Ils ont été localisés et identifiés, les restes de quelques républicains fusillés à Malaga. Ses restes ont été fascinés par ses parents dans un acte émouvant dans l'Athénée de Madrid. Et voilà que je me suis souvenu d'Alfonso Ussía. Il est un personnage intelligent, avec humeur et clairement d'une droite. Il écrit dans “La Raison”. Et voilà qu'il rappelle toujours son grand-père, l'écrivain Muñoz Seca, qui a été fusillé dans Paracuellos del Jarama (Madrid). Je suppose que ce soit une audace, mais j'aimerais débattre avec Alfonso Ussía sur cela de la mémoire historique.

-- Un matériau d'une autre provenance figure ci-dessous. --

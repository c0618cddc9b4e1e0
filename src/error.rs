//! Error types for the failover harness
//!
//! Per-connection failures are not errors: probes record them as events in the
//! [`Counter`](crate::stats::Counter). The variants here cover the failover
//! procedure, target resolution, configuration and the harness-level timeout.

use std::time::Duration;

use thiserror::Error;

/// Default context value when no specific context is available
pub const UNKNOWN_CONTEXT: &str = "unknown";

/// Main error type for harness operations
#[derive(Debug, Error)]
pub enum Error {
    /// Kubernetes API error
    #[error("kubernetes error: {source}")]
    Kube {
        /// The underlying kube-rs error
        #[from]
        source: kube::Error,
    },

    /// Target address could not be resolved or the service has no usable ingress
    #[error("resolve error for {target}: {message}")]
    Resolve {
        /// Endpoint or service being resolved
        target: String,
        /// Description of what failed
        message: String,
    },

    /// No backing pod was found on the target node
    #[error("failover locate error on node {node}: {message}")]
    FailoverLocate {
        /// Node the backend was expected on
        node: String,
        /// Description of what failed
        message: String,
    },

    /// Deleting the located backend failed or was not acknowledged in time
    #[error("failover delete error for {backend}: {message}")]
    FailoverDelete {
        /// Name of the backend being deleted
        backend: String,
        /// Description of what failed
        message: String,
    },

    /// No replacement backend appeared on the node in time
    #[error("failover replacement timeout on node {node}: {message}")]
    FailoverReplacement {
        /// Node the replacement was expected on
        node: String,
        /// Description of what failed
        message: String,
    },

    /// The replacement backend never became ready
    #[error("failover readiness error for {backend}: {message}")]
    FailoverReadiness {
        /// Name of the replacement backend
        backend: String,
        /// Description of what failed
        message: String,
    },

    /// Probing units and the failover trigger did not all finish in time
    #[error("harness timed out after {elapsed:?} with {outstanding} unit(s) still running")]
    GlobalTimeout {
        /// Configured global timeout
        elapsed: Duration,
        /// Number of units that never signalled ready
        outstanding: usize,
    },

    /// Invalid harness configuration
    #[error("configuration error: {message}")]
    Config {
        /// Description of what's invalid
        message: String,
    },

    /// I/O error outside of the probe path (config files, reports, listeners)
    #[error("io error [{context}]: {source}")]
    Io {
        /// What was being done when the error occurred
        context: String,
        /// The underlying I/O error
        source: std::io::Error,
    },

    /// Internal/operational error
    #[error("internal error [{context}]: {message}")]
    Internal {
        /// Description of what failed
        message: String,
        /// Context where the error occurred (e.g., "poll_until", "rendezvous")
        context: String,
    },
}

impl Error {
    /// Create a resolve error for a target
    pub fn resolve(target: impl Into<String>, msg: impl Into<String>) -> Self {
        Self::Resolve {
            target: target.into(),
            message: msg.into(),
        }
    }

    /// Create a locate error for a node
    pub fn failover_locate(node: impl Into<String>, msg: impl Into<String>) -> Self {
        Self::FailoverLocate {
            node: node.into(),
            message: msg.into(),
        }
    }

    /// Create a delete error for a backend
    pub fn failover_delete(backend: impl Into<String>, msg: impl Into<String>) -> Self {
        Self::FailoverDelete {
            backend: backend.into(),
            message: msg.into(),
        }
    }

    /// Create a replacement timeout error for a node
    pub fn failover_replacement(node: impl Into<String>, msg: impl Into<String>) -> Self {
        Self::FailoverReplacement {
            node: node.into(),
            message: msg.into(),
        }
    }

    /// Create a readiness error for a backend
    pub fn failover_readiness(backend: impl Into<String>, msg: impl Into<String>) -> Self {
        Self::FailoverReadiness {
            backend: backend.into(),
            message: msg.into(),
        }
    }

    /// Create a configuration error
    pub fn config(msg: impl Into<String>) -> Self {
        Self::Config {
            message: msg.into(),
        }
    }

    /// Wrap an I/O error with context
    pub fn io(context: impl Into<String>, source: std::io::Error) -> Self {
        Self::Io {
            context: context.into(),
            source,
        }
    }

    /// Create an internal error without specific context
    pub fn internal(msg: impl Into<String>) -> Self {
        Self::Internal {
            message: msg.into(),
            context: UNKNOWN_CONTEXT.to_string(),
        }
    }

    /// Create an internal error with context
    pub fn internal_with_context(context: impl Into<String>, msg: impl Into<String>) -> Self {
        Self::Internal {
            message: msg.into(),
            context: context.into(),
        }
    }
}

Quand Alfonso Ussía ou moi atterrissons dans l'aéroport de Jeux de cartes nous voyons à notre droite (dans une configuration sud) une énorme croix blanche peinte le sol les monticules voisins. Ils m'ont compté qui est le souvenir impérissable des fusillés dans Paracuellos del Jarama pendant la guerre civile. Ils étaient d'une droite.
Quand Alfonso Ussía ou moi atterrissons dans l'aéroport de Malaga nous ne voyons rien spécialement criard à une droite ni à des gauches. Mais il en ressort qu'il y a une fosse commune de fusillés avec plus de 2.000 restes. Ils étaient des gauches.
La douleur est égale pour tous, mais l'analyse politique des morts n'est pas égale.
Tout le débat terrible qui part de quelques idées et finit avec quelques fusils, a en Espagne trois moments distincts.
1er La République. J'accepte qu'il réjouît et frustrât à certains. J'accepte qu'il y eût des balles d'un côté et de l'autre. Mais il y avait une Justice démocratique et un effort pour obtenir une vie en commun et une liberté. Quelques militaires ont fermé la porte.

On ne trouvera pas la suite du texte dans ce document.